Two Year Statute of Limitations for FHA Claims

Telesca v. The Village of Kings Creek Condominium Association, Inc.,
No. 09-13910, U.S. App. Ct., 11th Cir., Aug. 2, 2010

The Telescas bought a condominium unit in Florida, which they used as a vacation home for over fifteen years.  Parking at the condominium, pursuant to the condominium’s policy, was on a first come first serve basis.  Several handicap spaces were available at the complex, but none were relatively close in proximity to the Telescas’ unit.

In 2004, the Telescas asked the association for an assigned parking space based on their declining health conditions, but their request was denied.  They repeated this request in 2005 and again in 2007, and were rejected twice more based on association policies.  Once in 2005, Mrs. Telesca’s car was towed when she parked in a resident space while visiting their unit. This incident, according to the court, was the only specific injury alleged in the complaint filed in 2008.

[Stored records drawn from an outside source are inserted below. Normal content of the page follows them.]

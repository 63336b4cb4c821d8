use super::api::{AnalyticsApi, ApiError, Result};
use super::types::{CommodityListing, ForecastRequest, MarketListing};
use crate::domain::{AnalysisQuery, AnalysisSnapshot, ForecastSnapshot};
use async_trait::async_trait;
use reqwest::{Client, Response};
use serde::de::DeserializeOwned;
use std::time::Duration;
use tracing::{debug, warn};

/// reqwest-backed client for the analytics backend
pub struct RestAnalyticsClient {
    base_url: String,
    client: Client,
}

impl RestAnalyticsClient {
    /// Create new client against `base_url` (e.g. `http://localhost:5000`)
    pub fn new(base_url: impl Into<String>) -> Self {
        Self {
            base_url: base_url.into().trim_end_matches('/').to_string(),
            client: Client::new(),
        }
    }

    /// Create client with a transport-level timeout
    pub fn with_timeout(base_url: impl Into<String>, timeout: Duration) -> Result<Self> {
        let client = Client::builder().timeout(timeout).build()?;
        Ok(Self {
            base_url: base_url.into().trim_end_matches('/').to_string(),
            client,
        })
    }

    pub fn base_url(&self) -> &str {
        &self.base_url
    }

    fn url(&self, path: &str) -> String {
        format!("{}{}", self.base_url, path)
    }

    async fn decode<T: DeserializeOwned>(response: Response, what: &str) -> Result<T> {
        let status = response.status();

        if !status.is_success() {
            let body = response
                .text()
                .await
                .unwrap_or_else(|_| "Unknown error".to_string());
            warn!("{} failed ({}): {}", what, status, body);
            return Err(ApiError::Status {
                status: status.as_u16(),
                body,
            });
        }

        response
            .json()
            .await
            .map_err(|e| ApiError::DeserializeFailed(e.to_string()))
    }
}

#[async_trait]
impl AnalyticsApi for RestAnalyticsClient {
    async fn generate_forecast(&self, request: &ForecastRequest) -> Result<ForecastSnapshot> {
        let url = self.url("/api/forecast");
        debug!("POST {} for {}/{}", url, request.market, request.product);

        let response = self.client.post(&url).json(request).send().await?;
        Self::decode(response, "Forecast request").await
    }

    async fn product_analysis(&self, query: &AnalysisQuery) -> Result<AnalysisSnapshot> {
        let url = self.url("/api/product-analysis");
        let params = query.to_query_params();
        debug!("GET {} with params {:?}", url, params);

        let mut request = self.client.get(&url);
        if !params.is_empty() {
            request = request.query(&params);
        }
        let response = request.send().await?;
        Self::decode(response, "Product analysis request").await
    }

    async fn markets(&self) -> Result<Vec<MarketListing>> {
        let url = self.url("/api/markets");
        debug!("GET {}", url);

        let response = self.client.get(&url).send().await?;
        Self::decode(response, "Markets request").await
    }

    async fn commodities(&self) -> Result<Vec<CommodityListing>> {
        let url = self.url("/api/commodities");
        debug!("GET {}", url);

        let response = self.client.get(&url).send().await?;
        Self::decode(response, "Commodities request").await
    }
}

#[cfg(test)]
mod tests {
    use super::*;

    #[test]
    fn test_client_creation() {
        let client = RestAnalyticsClient::new("http://localhost:5000/");
        assert_eq!(client.base_url(), "http://localhost:5000");
        assert_eq!(
            client.url("/api/forecast"),
            "http://localhost:5000/api/forecast"
        );
    }

    #[test]
    fn test_client_with_timeout() {
        let client =
            RestAnalyticsClient::with_timeout("http://localhost:5000", Duration::from_secs(5))
                .unwrap();
        assert_eq!(
            client.url("/api/product-analysis"),
            "http://localhost:5000/api/product-analysis"
        );
    }

    #[tokio::test]
    async fn test_unreachable_backend_is_request_failure() {
        // Port 9 (discard) on localhost is closed on test machines
        let client = RestAnalyticsClient::with_timeout("http://127.0.0.1:9", Duration::from_secs(2))
            .unwrap();
        let err = client.markets().await.unwrap_err();
        assert!(matches!(err, ApiError::RequestFailed(_)));
    }
}
//! Commodity Dashboard - Main Library
//!
//! Entry crate for the dashboard sync binary.
//!
//! ## Architecture
//!
//! - **bin_common**: Common utilities for binary executables (CLI, runners)
//! - **market_insights**: Selection, forecast and analysis pipeline (re-exported from workspace)
//!
//! ## Usage in Binaries
//!
//! ```rust,ignore
//! use commodity_dashboard::bin_common::{load_config_from_env, ConfigType};
//! use commodity_dashboard::market_insights::Dashboard;
//! ```

// Re-export workspace libraries for convenience
pub use market_insights;

// Binary common utilities
pub mod bin_common {
    //! Common utilities for binary executables

    pub mod cli;
    pub mod runner;

    pub use cli::{load_config_from_env, parse_args, parse_selection_args, ConfigType};
    pub use runner::{BinaryRunner, RunConfig};
}
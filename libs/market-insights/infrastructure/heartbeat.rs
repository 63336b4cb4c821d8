//! Periodic status logging for the long-running sync process

use chrono::{DateTime, Utc};
use std::time::Duration;

pub struct Heartbeat {
    interval: Duration,
    last_beat: DateTime<Utc>,
}

impl Heartbeat {
    pub fn new(interval_secs: u64) -> Self {
        Self {
            interval: Duration::from_secs(interval_secs),
            last_beat: Utc::now(),
        }
    }

    pub fn should_beat(&self) -> bool {
        let elapsed = Utc::now().signed_duration_since(self.last_beat);
        elapsed.to_std().unwrap_or_default() >= self.interval
    }

    pub fn beat(&mut self) {
        self.last_beat = Utc::now();
    }

    pub fn last_beat(&self) -> DateTime<Utc> {
        self.last_beat
    }
}
//! Domain Layer
//!
//! Pure entities: the selection and the payloads derived from it.
//! No dependencies on infrastructure or application layers.

pub mod selection;
pub mod snapshot;

pub use selection::{ForecastRange, Selection, SelectionField, SelectionPatch};
pub use snapshot::{
    AnalysisQuery, AnalysisSnapshot, DemandPoint, ForecastSnapshot, ImpactData, ImpactEvent,
    RecommendationRow, SelectorData, StockMetrics,
};
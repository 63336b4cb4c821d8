//! Common test utilities for pipeline integration tests
//!
//! Provides a scripted analytics backend and polling helpers.

#![allow(dead_code)]

use async_trait::async_trait;
use market_insights::domain::{
    AnalysisQuery, AnalysisSnapshot, ForecastRange, ForecastSnapshot, RecommendationRow, Selection,
    StockMetrics,
};
use market_insights::infrastructure::client::{
    AnalyticsApi, ApiError, CommodityListing, ForecastRequest, MarketListing,
};
use parking_lot::Mutex;
use serde_json::{json, Value};
use std::collections::HashMap;
use std::sync::atomic::{AtomicBool, AtomicUsize, Ordering};
use std::time::Duration;
use tokio::sync::Semaphore;

#[derive(Debug, Clone)]
pub enum ForecastBehaviour {
    Respond(Value),
    Fail,
    Hang,
}

/// Backend double that records every call
pub struct ScriptedApi {
    pub forecast_requests: Mutex<Vec<ForecastRequest>>,
    pub analysis_queries: Mutex<Vec<AnalysisQuery>>,
    forecast: Mutex<ForecastBehaviour>,
    forecast_delays: Mutex<HashMap<String, Duration>>,
    analysis_fail: AtomicBool,
    analysis_failures_left: AtomicUsize,
    hold_analysis: AtomicBool,
    analysis_gate: Semaphore,
    analysis_started: AtomicUsize,
}

impl ScriptedApi {
    pub fn new() -> Self {
        Self {
            forecast_requests: Mutex::new(Vec::new()),
            analysis_queries: Mutex::new(Vec::new()),
            forecast: Mutex::new(ForecastBehaviour::Respond(json!({
                "forecasts": [
                    {"date": "2024-10-01", "price": 21.5},
                    {"date": "2024-10-02", "price": 22.0}
                ]
            }))),
            forecast_delays: Mutex::new(HashMap::new()),
            analysis_fail: AtomicBool::new(false),
            analysis_failures_left: AtomicUsize::new(0),
            hold_analysis: AtomicBool::new(false),
            analysis_gate: Semaphore::new(0),
            analysis_started: AtomicUsize::new(0),
        }
    }

    pub fn set_forecast(&self, behaviour: ForecastBehaviour) {
        *self.forecast.lock() = behaviour;
    }

    /// Delay the forecast response for one product
    pub fn delay_forecast(&self, product: &str, delay: Duration) {
        self.forecast_delays.lock().insert(product.to_string(), delay);
    }

    pub fn fail_analysis(&self, fail: bool) {
        self.analysis_fail.store(fail, Ordering::SeqCst);
    }

    /// Fail only the next `count` analysis calls
    pub fn fail_next_analysis(&self, count: usize) {
        self.analysis_failures_left.store(count, Ordering::SeqCst);
    }

    /// Park every analysis call until [`ScriptedApi::release_analysis`]
    pub fn hold_analysis(&self) {
        self.hold_analysis.store(true, Ordering::SeqCst);
    }

    pub fn release_analysis(&self) {
        self.hold_analysis.store(false, Ordering::SeqCst);
        self.analysis_gate.add_permits(1000);
    }

    pub fn analysis_started(&self) -> usize {
        self.analysis_started.load(Ordering::SeqCst)
    }

    pub fn queries(&self) -> Vec<AnalysisQuery> {
        self.analysis_queries.lock().clone()
    }

    pub fn forecast_calls(&self) -> usize {
        self.forecast_requests.lock().len()
    }
}

#[async_trait]
impl AnalyticsApi for ScriptedApi {
    async fn generate_forecast(&self, request: &ForecastRequest) -> Result<ForecastSnapshot, ApiError> {
        self.forecast_requests.lock().push(request.clone());

        let delay = self.forecast_delays.lock().get(&request.product).copied();
        if let Some(delay) = delay {
            tokio::time::sleep(delay).await;
        }

        let behaviour = self.forecast.lock().clone();
        match behaviour {
            ForecastBehaviour::Respond(mut value) => {
                if let Some(obj) = value.as_object_mut() {
                    obj.insert("product".to_string(), json!(request.product));
                }
                Ok(ForecastSnapshot::new(value))
            }
            ForecastBehaviour::Fail => Err(ApiError::RequestFailed(
                "error sending request: connection refused".to_string(),
            )),
            ForecastBehaviour::Hang => std::future::pending().await,
        }
    }

    async fn product_analysis(&self, query: &AnalysisQuery) -> Result<AnalysisSnapshot, ApiError> {
        self.analysis_queries.lock().push(query.clone());
        self.analysis_started.fetch_add(1, Ordering::SeqCst);
        let scripted_failure = self
            .analysis_failures_left
            .fetch_update(Ordering::SeqCst, Ordering::SeqCst, |left| left.checked_sub(1))
            .is_ok();

        if self.hold_analysis.load(Ordering::SeqCst) {
            let permit = self.analysis_gate.acquire().await.map_err(|e| {
                ApiError::RequestFailed(e.to_string())
            })?;
            permit.forget();
        }

        if scripted_failure || self.analysis_fail.load(Ordering::SeqCst) {
            return Err(ApiError::Status {
                status: 503,
                body: "analysis unavailable".to_string(),
            });
        }

        Ok(analysis_for(query))
    }

    async fn markets(&self) -> Result<Vec<MarketListing>, ApiError> {
        Ok(vec![MarketListing {
            state: "DL".to_string(),
            city: "Delhi".to_string(),
            market: "Azadpur".to_string(),
        }])
    }

    async fn commodities(&self) -> Result<Vec<CommodityListing>, ApiError> {
        Ok(vec![CommodityListing {
            category: "Vegetable".to_string(),
            product: "Potato".to_string(),
        }])
    }
}

/// Deterministic analysis payload; defaults for an empty query
pub fn analysis_for(query: &AnalysisQuery) -> AnalysisSnapshot {
    if query.is_empty() {
        return AnalysisSnapshot::default();
    }

    let product = query.commodity_name.clone().unwrap_or_default();
    let market = query.market_name.clone().unwrap_or_default();
    let mut snapshot = AnalysisSnapshot::default();
    snapshot.selector_data.commodity_name = query.commodity_name.clone();
    snapshot.selector_data.market_name = query.market_name.clone();
    snapshot.selector_data.days = query.days;
    snapshot.stock_metrics = StockMetrics {
        current_stock: 800.0,
        recommended_stock: 1000.0,
        predicted_demand: 950.0,
        ..Default::default()
    };
    snapshot.recommendation_table = vec![RecommendationRow {
        product,
        market,
        current_stock: 800.0,
        recommended_stock: 1000.0,
        action: "restock".to_string(),
        priority: Some("high".to_string()),
    }];
    snapshot
}

pub fn selection(market: &str, product: &str, range: ForecastRange) -> Selection {
    Selection {
        state: Some("DL".to_string()),
        city: Some("Delhi".to_string()),
        market: Some(market.to_string()),
        category: Some("Vegetable".to_string()),
        product: Some(product.to_string()),
        forecast_range_days: Some(range),
    }
}

pub fn delhi_potato() -> Selection {
    selection("Azadpur", "Potato", ForecastRange::Week)
}

pub fn query(product: &str, market: &str, days: u32) -> AnalysisQuery {
    AnalysisQuery {
        commodity_name: Some(product.to_string()),
        market_name: Some(market.to_string()),
        days: Some(days),
    }
}

/// Poll `condition` until it holds, panicking after 5 seconds
pub async fn wait_until(what: &str, mut condition: impl FnMut() -> bool) {
    let deadline = tokio::time::Instant::now() + Duration::from_secs(5);
    while !condition() {
        if tokio::time::Instant::now() > deadline {
            panic!("timed out waiting for {}", what);
        }
        tokio::time::sleep(Duration::from_millis(5)).await;
    }
}

/// Give spawned tasks time to run (and to do something they shouldn't)
pub async fn settle() {
    tokio::time::sleep(Duration::from_millis(100)).await;
}

pub const TIMEOUT: Duration = Duration::from_secs(5);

The complaint against the association alleged harassment, retaliation and discrimination in violation of the Fair Housing Act.  The district court found that the Telescas complaint failed to plead a particularized injury within the two-year statute of limitations period. The trial court also determined that the Telescas did not have standing to bring their FHA claim for violations relating to a property that was not a full-time residence.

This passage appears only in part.